Some of the remains of his father’s brother, Vahdet Suljic, 28 at the time, were later found in three different mass graves, at a distance of 30 km. They have already buried some of his remains twice, but more than half of his remains are still missing.

In just three days, Serbian forces killed more than half of the family, including uncles, cousins ​​and other relatives, Suljic said.

Denial of genocide

Several thousand Serbs and Bosnians continue to live in the poor town of Srebrenica. Suljic described it as a “dead city” today, with no prospects.
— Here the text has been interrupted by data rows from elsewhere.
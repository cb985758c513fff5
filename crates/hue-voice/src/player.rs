//! **Speech player**: speaks a reply in small chunks so it can be cut off.

use crate::error::VoiceResult;
use crate::session::SpeechSession;
use crate::voice_output::SpeechSink;
use std::sync::Arc;
use std::time::Duration;
use tokio::time::Instant;
use tracing::{debug, info, warn};

#[derive(Debug, Clone, Copy, PartialEq, Eq)]
pub struct PlayerConfig {
    /// Words per chunk (default 5).
    pub chunk_words: usize,
    /// Interruption check interval (default 100ms).
    pub poll_interval: Duration,
    /// A chunk still "playing" after this long is cancelled (default 3s).
    pub chunk_ceiling: Duration,
}

impl Default for PlayerConfig {
    fn default() -> Self {
        Self {
            chunk_words: 5,
            poll_interval: Duration::from_millis(100),
            chunk_ceiling: Duration::from_secs(3),
        }
    }
}

impl PlayerConfig {
    pub fn from_config(config: &hue_core::HueConfig) -> Self {
        Self {
            chunk_words: config.chunk_words.max(1),
            poll_interval: config.poll_interval(),
            chunk_ceiling: config.chunk_ceiling(),
        }
    }
}

/// What happened to one utterance.
#[derive(Debug, Clone, Copy, PartialEq, Eq, Default)]
pub struct PlaybackReport {
    pub chunks_total: usize,
    /// Chunks started (the interrupted one included).
    pub chunks_started: usize,
    pub interrupted: bool,
}

/// Split `text` into chunks of at most `words` whitespace-separated words.
pub fn chunk_text(text: &str, words: usize) -> Vec<String> {
    let all: Vec<&str> = text.split_whitespace().collect();
    all.chunks(words.max(1)).map(|c| c.join(" ")).collect()
}

#[derive(Clone)]
pub struct SpeechPlayer {
    sink: Arc<dyn SpeechSink>,
    config: PlayerConfig,
}

impl SpeechPlayer {
    pub fn new(sink: Arc<dyn SpeechSink>, config: PlayerConfig) -> Self {
        Self { sink, config }
    }

    /// Speak `text` chunk by chunk, stopping as soon as `session` is interrupted.
    pub async fn play(&self, text: &str, session: &SpeechSession) -> VoiceResult<PlaybackReport> {
        let chunks = chunk_text(text, self.config.chunk_words);
        let mut report = PlaybackReport {
            chunks_total: chunks.len(),
            ..Default::default()
        };
        info!("🔊 Speaking {} chunk(s) via {} TTS", chunks.len(), self.sink.name());

        for chunk in &chunks {
            if session.is_interrupted() {
                report.interrupted = true;
                break;
            }
            report.chunks_started += 1;

            let started = tokio::select! {
                biased;
                _ = self.wait_for_interrupt(session) => None,
                playback = self.sink.start(chunk) => Some(playback?),
            };
            let Some(mut playback) = started else {
                info!("🚨 Speech interrupted during synthesis");
                report.interrupted = true;
                break;
            };

            let deadline = Instant::now() + self.config.chunk_ceiling;
            loop {
                if session.is_interrupted() {
                    info!("🚨 Interruption detected during chunk, stopping playback");
                    playback.cancel();
                    report.interrupted = true;
                    break;
                }
                if playback.is_finished() {
                    break;
                }
                if Instant::now() >= deadline {
                    warn!("Chunk still playing after {:?}, cancelling", self.config.chunk_ceiling);
                    playback.cancel();
                    break;
                }
                tokio::time::sleep(self.config.poll_interval).await;
            }
            if report.interrupted {
                break;
            }
            debug!("Chunk done: {:?}", chunk);
        }

        Ok(report)
    }

    async fn wait_for_interrupt(&self, session: &SpeechSession) {
        while !session.is_interrupted() {
            tokio::time::sleep(self.config.poll_interval).await;
        }
    }
}

#[cfg(test)]
mod tests {
    use super::*;
    use crate::voice_output::Playback;
    use async_trait::async_trait;
    use std::sync::Mutex;

    #[test]
    fn chunks_of_five_words() {
        let chunks = chunk_text("one two three four five six seven", 5);
        assert_eq!(chunks, vec!["one two three four five", "six seven"]);
        assert!(chunk_text("   ", 5).is_empty());
        assert_eq!(chunk_text("a b", 0), vec!["a", "b"]);
    }

    /// Each chunk "plays" for a fixed time; records what was started and cancelled.
    struct TimedSink {
        play_for: Duration,
        started: Arc<Mutex<Vec<String>>>,
        cancelled: Arc<Mutex<usize>>,
    }

    struct TimedPlayback {
        until: Instant,
        cancelled: Arc<Mutex<usize>>,
        stopped: bool,
    }

    impl Playback for TimedPlayback {
        fn is_finished(&mut self) -> bool {
            self.stopped || Instant::now() >= self.until
        }

        fn cancel(&mut self) {
            if !self.stopped {
                self.stopped = true;
                *self.cancelled.lock().unwrap() += 1;
            }
        }
    }

    #[async_trait]
    impl SpeechSink for TimedSink {
        async fn start(&self, chunk: &str) -> VoiceResult<Box<dyn Playback>> {
            self.started.lock().unwrap().push(chunk.to_string());
            Ok(Box::new(TimedPlayback {
                until: Instant::now() + self.play_for,
                cancelled: Arc::clone(&self.cancelled),
                stopped: false,
            }))
        }

        fn name(&self) -> &'static str {
            "timed"
        }
    }

    fn timed(play_for: Duration) -> (Arc<TimedSink>, Arc<Mutex<Vec<String>>>, Arc<Mutex<usize>>) {
        let started = Arc::new(Mutex::new(Vec::new()));
        let cancelled = Arc::new(Mutex::new(0));
        let sink = Arc::new(TimedSink {
            play_for,
            started: Arc::clone(&started),
            cancelled: Arc::clone(&cancelled),
        });
        (sink, started, cancelled)
    }

    fn fast_config() -> PlayerConfig {
        PlayerConfig {
            chunk_words: 2,
            poll_interval: Duration::from_millis(5),
            chunk_ceiling: Duration::from_secs(3),
        }
    }

    #[tokio::test]
    async fn plays_every_chunk_when_uninterrupted() {
        let (sink, started, cancelled) = timed(Duration::from_millis(10));
        let player = SpeechPlayer::new(sink, fast_config());
        let session = SpeechSession::new(1);
        let _speaking = session.begin();
        let report = player.play("a b c d e", &session).await.unwrap();
        assert_eq!(report.chunks_total, 3);
        assert_eq!(report.chunks_started, 3);
        assert!(!report.interrupted);
        assert_eq!(started.lock().unwrap().as_slice(), ["a b", "c d", "e"]);
        assert_eq!(*cancelled.lock().unwrap(), 0);
    }

    #[tokio::test]
    async fn interruption_mid_chunk_cancels_and_stops() {
        let (sink, started, cancelled) = timed(Duration::from_secs(2));
        let player = SpeechPlayer::new(sink, fast_config());
        let session = SpeechSession::new(2);
        let _speaking = session.begin();

        let s = Arc::clone(&session);
        tokio::spawn(async move {
            tokio::time::sleep(Duration::from_millis(30)).await;
            s.mark_interrupted();
        });

        let report = player.play("hello there general kenobi", &session).await.unwrap();
        assert!(report.interrupted);
        assert_eq!(report.chunks_started, 1);
        assert_eq!(started.lock().unwrap().len(), 1);
        assert_eq!(*cancelled.lock().unwrap(), 1);
    }

    #[tokio::test]
    async fn already_interrupted_session_speaks_nothing() {
        let (sink, started, _) = timed(Duration::from_millis(10));
        let player = SpeechPlayer::new(sink, fast_config());
        let session = SpeechSession::new(3);
        let _speaking = session.begin();
        session.mark_interrupted();
        let report = player.play("a b c", &session).await.unwrap();
        assert!(report.interrupted);
        assert_eq!(report.chunks_started, 0);
        assert!(started.lock().unwrap().is_empty());
    }

    #[tokio::test]
    async fn ceiling_cancels_a_stuck_chunk() {
        let (sink, started, cancelled) = timed(Duration::from_secs(60));
        let config = PlayerConfig {
            chunk_ceiling: Duration::from_millis(30),
            ..fast_config()
        };
        let player = SpeechPlayer::new(sink, config);
        let session = SpeechSession::new(4);
        let _speaking = session.begin();
        let report = player.play("a b c d", &session).await.unwrap();
        assert!(!report.interrupted);
        assert_eq!(started.lock().unwrap().len(), 2);
        assert_eq!(*cancelled.lock().unwrap(), 2);
    }
}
He now lives in the state of Qatar, in the Gulf.

Although 26 years have passed since the genocide, the survivors are still fighting the widespread Serbian denial of historical facts that have been confirmed on numerous occasions by international courts in The Hague.

Posters and graffiti glorifying Ratko Mladic, the general who led the Bosnian Serb forces and was convicted genocide, are regularly found in the Serb-populated areas of Bosnia, as well as in neighboring Serbia and Montenegro.

Before the 26th anniversary of the genocide, Bosnian media reported on Friday that Serbian war celebrations were being held in the back garden of a church above the memorial center, with music sounding provocatively.

Srebrenica’s latest genocide denial report (PDF) published on Friday by the Srebrenica Memorial Center identified at least 234 cases of denial of genocide in regional public speeches and media over the past year, most of which occurred in Serbia.

The report found that most of the deniers of the Srebrenica genocide work in the public sector, including 28 currently holding positions in state governments and entities. Alarmingly, many of them were active in Serbian political and military apparatuses during the Bosnian war.

Lejla Gacanica, editor of the report, said at a news conference on Friday that narratives denying genocide and glorifying war criminals have intensified over the past year and that denial in the region is part of the ‘strategy of the Serbian state.

According to the American genocide scholar Gregory H Stanton, who coined the “10 stages of genocide“Theory, denial is ‘one of the surest indicators of new genocidal killings.’

Suljic said the still-burning tensions and denial of genocide pose serious risks for the future.

“If the situation continues like this, I think Srebrenica [another genocide] it will happen to us again “.